今晩は。 第一印象として、私は小説として拝読しました。1つの視点から後半もう1つの視点に移動しますが、描写では何れでも視点のブレがなく、スムーズに読めました。設定された書き手が、前半では回想中の人物に感情移入して語るという構造で、書き手と視点が特殊な関係にありますが、それもそれが崩れて書き手と視点が近づいていく後半の、嫌な緊張感(一種の恐怖感)を産んでいて効果的だと思いました。 この恐怖感は、詩を書く人の多くが、その入り口で感じるであろう「詩を書くことへの恐怖」に似ていて、面白く思いました。フィクションの中の語り手と違って、この私は何を書いてしまうかわからない。私は何を書いてしまうのか、という恐怖です。それを思いました。 (コメント、続きます。)

蛾兆ボルカ (2017-12-13):

内容的には、アイロニーと解しました。
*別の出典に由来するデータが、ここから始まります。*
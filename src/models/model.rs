//! The distribution-model abstraction and the shared fitting path.
//!
//! Both models become a straight line after a change of variables:
//!
//! - Gaudin-Schuhmann: `log10(P/100) = m·log10(x) - m·log10(k)`
//! - Rosin-Rammler:    `ln(-ln(1 - P/100)) = n·ln(x) - n·ln(d_char)`
//!
//! so fitting is always: filter the points the transform is defined for,
//! transform, regress, then invert the intercept back into the scale parameter.
//! Each model supplies only its `Linearization`; the rest lives here.

use tracing::debug;

use crate::domain::{FittedParams, ModelKind};
use crate::error::AnalysisError;
use crate::math::fit_line;
use crate::models::{GaudinSchuhmann, RosinRammler};

/// Slopes smaller than this are treated as zero (horizontal fit).
const SLOPE_EPS: f64 = 1e-12;

/// A two-parameter particle-size distribution that can be fitted to sieve data.
pub trait DistributionModel {
    fn kind(&self) -> ModelKind;

    /// Fit the model to paired sizes and cumulative passing percentages.
    ///
    /// On success the previous parameters (if any) are replaced; on failure they
    /// are left untouched.
    fn fit(&mut self, sizes: &[f64], passing: &[f64]) -> Result<FittedParams, AnalysisError>;

    /// Parameters from the last successful fit.
    fn params(&self) -> Option<FittedParams>;

    /// Cumulative passing percentage at `size`.
    fn predict(&self, size: f64) -> Result<f64, AnalysisError> {
        let params = self.params().ok_or(AnalysisError::ModelNotFitted {
            model: self.kind().display_name(),
        })?;
        Ok(predict_passing(&params, size))
    }

    /// Size at which `passing` percent of the material passes (e.g. P80).
    fn size_at_passing(&self, passing: f64) -> Result<f64, AnalysisError> {
        let params = self.params().ok_or(AnalysisError::ModelNotFitted {
            model: self.kind().display_name(),
        })?;
        size_at_passing(&params, passing)
    }
}

/// Change of variables that turns a model into `Y = slope·X + intercept`.
pub(crate) trait Linearization {
    const KIND: ModelKind;

    /// Whether the transform is defined for this point.
    fn accepts(size: f64, passing: f64) -> bool;

    fn transform_size(size: f64) -> f64;

    fn transform_passing(passing: f64) -> f64;

    /// Scale parameter from the regression line (`slope` is non-zero).
    fn recover_scale(slope: f64, intercept: f64) -> f64;
}

/// Filter, transform and regress. Returns `(scale, shape)`.
pub(crate) fn fit_linearized<L: Linearization>(
    sizes: &[f64],
    passing: &[f64],
) -> Result<(f64, f64), AnalysisError> {
    if sizes.len() != passing.len() {
        return Err(AnalysisError::LengthMismatch {
            sizes: sizes.len(),
            passing: passing.len(),
        });
    }

    let label = L::KIND.display_name();
    let (xs, ys): (Vec<f64>, Vec<f64>) = sizes
        .iter()
        .zip(passing)
        .filter(|&(&x, &p)| x.is_finite() && p.is_finite() && L::accepts(x, p))
        .map(|(&x, &p)| (L::transform_size(x), L::transform_passing(p)))
        .unzip();

    debug!(
        model = label,
        total = sizes.len(),
        valid = xs.len(),
        "filtered points for linearized fit"
    );

    let line = fit_line(&xs, &ys, label)?;
    if !line.slope.is_finite() || line.slope.abs() < SLOPE_EPS {
        return Err(AnalysisError::DegenerateFit {
            model: label,
            slope: line.slope,
        });
    }

    let scale = L::recover_scale(line.slope, line.intercept);
    if !scale.is_finite() || scale <= 0.0 {
        return Err(AnalysisError::DegenerateFit {
            model: label,
            slope: line.slope,
        });
    }

    debug!(model = label, scale, shape = line.slope, "fit complete");
    Ok((scale, line.slope))
}

/// Evaluate a fitted model at `size`. No domain restriction: extrapolation is allowed.
pub fn predict_passing(params: &FittedParams, size: f64) -> f64 {
    match *params {
        FittedParams::GaudinSchuhmann { k, m } => 100.0 * (size / k).powf(m),
        FittedParams::RosinRammler { d_char, n } => 100.0 * (1.0 - (-(size / d_char).powf(n)).exp()),
    }
}

/// Invert a fitted model: the size at which `passing` percent passes.
pub fn size_at_passing(params: &FittedParams, passing: f64) -> Result<f64, AnalysisError> {
    if !(passing > 0.0 && passing < 100.0) {
        return Err(AnalysisError::InvalidPassing(passing));
    }
    let fraction = passing / 100.0;
    let size = match *params {
        FittedParams::GaudinSchuhmann { k, m } => k * fraction.powf(1.0 / m),
        FittedParams::RosinRammler { d_char, n } => d_char * (-(-fraction).ln_1p()).powf(1.0 / n),
    };
    Ok(size)
}

/// Fresh, unfitted model of the given kind.
pub fn model_for(kind: ModelKind) -> Box<dyn DistributionModel> {
    match kind {
        ModelKind::GaudinSchuhmann => Box::new(GaudinSchuhmann::new()),
        ModelKind::RosinRammler => Box::new(RosinRammler::new()),
    }
}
ただし、このアイロニーは誰に向けられた、どんなアイロニーなのか明かされません。 中島敦の「名人」という不可解な小説に、不可視の矢で鳥を射落とす、弓の名人が登場します。アイロニーの矢は、思いがけぬ方角から飛来するとき効果的であると言いますが、見えぬ矢はその極致で、この作品のアイロニーもそうしたものかと思いました。 その関連として、カフカの短編の不可解なアイロニーも想起しました。 さらに解釈したのですが、私の解釈では、この作品のアイロニーは、カフカの作品のアイロニーが(私の解釈では)もしかしたらそうであるように、作者自身を射抜くものであり、しかしそうは記述不能なものなのではないかと思いました。 この作品は、嫌な緊張感のなかで、アンチクライマックスに終わります。スカッとしないし、何か足りないような思いを残します。 だから私はこの作品は傑作ではない、と思います。 しかし、これはこれで良くて、この不可解のまま、静かに存在を示し続けると良いなあ、と思いました。

花緒 (2017-12-15):

>まりもさん 再び、有難う御座います。色々考えさせられました。コメント感謝します。 私の意識の上では、下記のことを作品に織り込んだつもりはない、ですね。無論、どのように読まれるかは読者のものだとは思うのですが。本質的なところで主張すべきだとは私は考えませんが、本作に限らず、なんか中途半端感があることは否めないですね。結局何がしたいねんというレベルで止まっていると自覚。 >書きたいのに書けない、書くことがない、という渇望(と絶望)として、自覚している

花緒 (2017-12-15):

>ボルカさん 好意的な評をくださり有難う御座います。嬉しく思いました。視点のブレについてのご指摘は、あまり意識していないところだったので、勉強になりました。戦争で全部なくなるけどかみさまだけは残る話、を本当は描きたかったんですが、戦争で全部手に入るけどかみさまだけは消える話、になってしまいました。その意味でこれはアイロニカルな作でありますが、その一方で、私が描きたかったはずのことと逆なので、作者としては失敗作だと思っています。失敗作に小賢しく手を入れた作なので、傑作には程遠いですね。今後とも学ばせて頂きたく。

岡田直樹 (2017-12-16):

非常に悲しい話ですが、すごくリアルで、じわじわと怖くなってきます。怖すぎて、却って暗い笑いに変わる…また読ませてください。ありがとうございました!

survof (2017-12-16):

これで1本、映画が撮れそうですね。重くて深くて哀しい余韻がじんわりと尾を引きます。

花緒 (2017-12-26):

>岡田直樹さん 暗い笑い、というのは、わたしにとっては最上級の褒め言葉です!勿体無いお言葉を!ありがとうございます!

花緒 (2017-12-26):

>survofさん お読み頂きまして、好意的なコメント下さりまして、ありがとうございます!